In the conventional Banking world, this is not so much of an issue. Their approach is simple: if the amount is “committed” to the customer, 2 things will happen:

  1. Once the amount is drawdown i.e. utilised by the customer (lets say $50,000 utilised of the $1,000,000), then full price is charged on the $50,000
  2. On the amount unutilised i.e. $950,000 the Bank will charge a “Commitment Fee” of 1.0% per annum (or any negotiated rate) on the unutilised (but committed) portion. While 1.0% per annum do not usually cover the full Capital Charge on the $950,000 it somewhat compensates the charge as the Bank (because $950,000 is still a “limit” and not Cash payout) can still use the unutilised amount in its day to day banking activities i.e. investment in short term financial instruments.

Scholars generally do not agree with the concept of Commitment Fees, and there is specific BNM guidelines prohibiting the charge of Commitment Fees in these specific scenarios.

The Capital Charge factor

I still think there is a disconnect somewhere that while we aim to achieve the same end result by the practice of Ibra’ i.e. “Rebate”, but with Capital Cost coming into play, it may eventually seem that the cost of running an Islamic Banking business can be higher than a conventional Bank. It really depends on how we interpret the guidelines and the treatment on Tawarruq especially the single Tawarruq structure where the full amount is transacted i.e. whether it is a full Capital Charge or otherwise.

I know what BNM usually advise i.e. it is a full Capital Charge. But this concurrently means, without Commitment Fees on the unutilised Customer portion, it may result in extra costs for the Bank. Now I am not suggesting we introduce Commitment Fees for Islamic Banking; this idea of Commitment Fees is a conventional banking concept for recovering opportunity costs, which may not sit well under Shariah consideration.

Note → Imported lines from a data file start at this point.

//! Allocation summary read routes.

use axum::{
    Json, Router,
    extract::{Query, State},
    http::StatusCode,
    response::IntoResponse,
    routing::get,
};
use chrono::NaiveDate;
use rust_decimal::Decimal;
use serde::{Deserialize, Serialize};
use serde_json::json;
use tracing::error;
use uuid::Uuid;

use super::{error_response, internal_error};
use crate::AppState;
use worktally_core::rates::RateSelector;
use worktally_core::vocab::RequestType;
use worktally_db::repositories::SummaryFilter;
use worktally_db::{AllocationRepository, RateRepository};
use worktally_shared::AppError;
use worktally_shared::types::{PageRequest, PageResponse};

/// Creates the allocation summary routes.
pub fn routes() -> Router<AppState> {
    Router::new().route("/allocations/summary", get(summary))
}

/// Query parameters for the summary listing.
#[derive(Debug, Default, Deserialize)]
pub struct SummaryParams {
    /// Restrict to one geography.
    pub geography_id: Option<Uuid>,
    /// Restrict to one client.
    pub client_id: Option<Uuid>,
    /// Restrict to one project.
    pub project_id: Option<Uuid>,
    /// Restrict to one subproject.
    pub subproject_id: Option<Uuid>,
    /// Restrict to one request-type label, case-insensitive.
    pub request_type: Option<String>,
    /// Earliest date (inclusive).
    pub from: Option<NaiveDate>,
    /// Latest date (inclusive).
    pub to: Option<NaiveDate>,
    /// Page number (1-indexed).
    pub page: Option<u32>,
    /// Items per page.
    pub per_page: Option<u32>,
}

/// One summary row in the response.
#[derive(Debug, Serialize)]
pub struct SummaryItem {
    /// Summary row ID.
    pub id: Uuid,
    /// Geography name.
    pub geography: String,
    /// Client name.
    pub client: String,
    /// Project name.
    pub project: String,
    /// Subproject name.
    pub subproject: String,
    /// Subproject ID, for drill-down filters.
    pub subproject_id: Uuid,
    /// Request-type label.
    pub request_type: String,
    /// Allocation date.
    pub date: NaiveDate,
    /// Allocation count.
    pub count: i64,
    /// Resource names in this group.
    pub resource_names: serde_json::Value,
    /// Rate applied to this group.
    pub rate: String,
    /// `count x rate`.
    pub total_billing: String,
}

/// GET `/allocations/summary` - Filtered, paginated summary listing.
///
/// Page totals cover the returned page; grand totals cover the whole filter
/// match regardless of pagination, and the two agree when pages are summed.
async fn summary(
    State(state): State<AppState>,
    Query(params): Query<SummaryParams>,
) -> impl IntoResponse {
    let request_type = match params.request_type.as_deref() {
        None => None,
        Some(label) => match RequestType::parse(label) {
            Some(rt) => Some(rt),
            None => {
                return error_response(&AppError::Validation(format!(
                    "Unknown request type: {label}"
                )));
            }
        },
    };
    let filter = SummaryFilter {
        geography_id: params.geography_id,
        client_id: params.client_id,
        project_id: params.project_id,
        subproject_id: params.subproject_id,
        request_type,
        from: params.from,
        to: params.to,
    };
    let page = PageRequest {
        page: params.page.unwrap_or(1),
        per_page: params.per_page.unwrap_or(50),
    };

    let allocation_repo = AllocationRepository::new((*state.db).clone());
    let rate_repo = RateRepository::new((*state.db).clone());

    let (rows, total) = match allocation_repo.list(filter, &page).await {
        Ok(result) => result,
        Err(e) => {
            error!(error = %e, "Failed to list allocation summaries");
            return internal_error();
        }
    };
    let subproject_ids = match allocation_repo.subproject_ids(filter).await {
        Ok(ids) => ids,
        Err(e) => {
            error!(error = %e, "Failed to collect summary subprojects");
            return internal_error();
        }
    };
    let rate_table = match rate_repo.load_table(&subproject_ids).await {
        Ok(table) => table,
        Err(e) => {
            error!(error = %e, "Failed to load rate table");
            return internal_error();
        }
    };

    // Rates are resolved at read time so a rate correction re-prices history
    // without rewriting the stored summaries.
    let mut page_count = 0i64;
    let mut page_billing = Decimal::ZERO;
    let items: Vec<SummaryItem> = rows
        .into_iter()
        .map(|row| {
            let rate = RequestType::parse(&row.request_type).map_or(Decimal::ZERO, |rt| {
                rate_table.resolve(row.subproject_id, RateSelector::Request(rt))
            });
            let billing = Decimal::from(row.count) * rate;
            page_count += row.count;
            page_billing += billing;
            SummaryItem {
                id: row.id,
                geography: row.geography_name,
                client: row.client_name,
                project: row.project_name,
                subproject: row.subproject_name,
                subproject_id: row.subproject_id,
                request_type: row.request_type,
                date: row.allocation_date,
                count: row.count,
                resource_names: row.resource_names,
                rate: rate.to_string(),
                total_billing: billing.to_string(),
            }
        })
        .collect();

    let group_counts = match allocation_repo.group_counts(filter).await {
        Ok(counts) => counts,
        Err(e) => {
            error!(error = %e, "Failed to compute grand totals");
            return internal_error();
        }
    };
    let mut grand_count = 0i64;
    let mut grand_billing = Decimal::ZERO;
    for group in group_counts {
        let rate = RequestType::parse(&group.request_type).map_or(Decimal::ZERO, |rt| {
            rate_table.resolve(group.subproject_id, RateSelector::Request(rt))
        });
        grand_count += group.count;
        grand_billing += Decimal::from(group.count) * rate;
    }

    let response = PageResponse::new(items, &page, total);
    (
        StatusCode::OK,
        Json(json!({
            "data": response.data,
            "meta": response.meta,
            "pageTotals": {
                "count": page_count,
                "billing": page_billing.to_string(),
            },
            "grandTotals": {
                "count": grand_count,
                "billing": grand_billing.to_string(),
            }
        })),
    )
        .into_response()
}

But in the world we operate today (where each $$$ is risk weighted to a cost), this translates to “Actual Costs” incurred by the Bank, based on the interpretation for the “single full amount Tawarruq transaction”. And Shariah may want to consider this as it is a real “Actual Costs” and not opportunity costs. By letting the money sit still, the Bank incur real, actual costs which is not recoverable as per guidelines. It may have started as “recovering opportunity costs” but if you really think about it, this is above opportunity costs. Maybe in the conventional space, they may even revise Commitment Fees to recover BOTH Opportunity Costs as well as Capital Charge.

So, my question is this: should both the industry and Shariah scholars re-look at the basis of Commitment Fees (in the context of how Tawarruq works), or re-think about the “Rebate” mechanism and perhaps have an adjusted formula to factor in a “Rebate on the Capital Charge”?

Can Shariah consider this mechanism to recover a real cost incurred by an Islamic Bank?

In the meantime, Happy Ramadhan to all, and may you have blessed month ahead.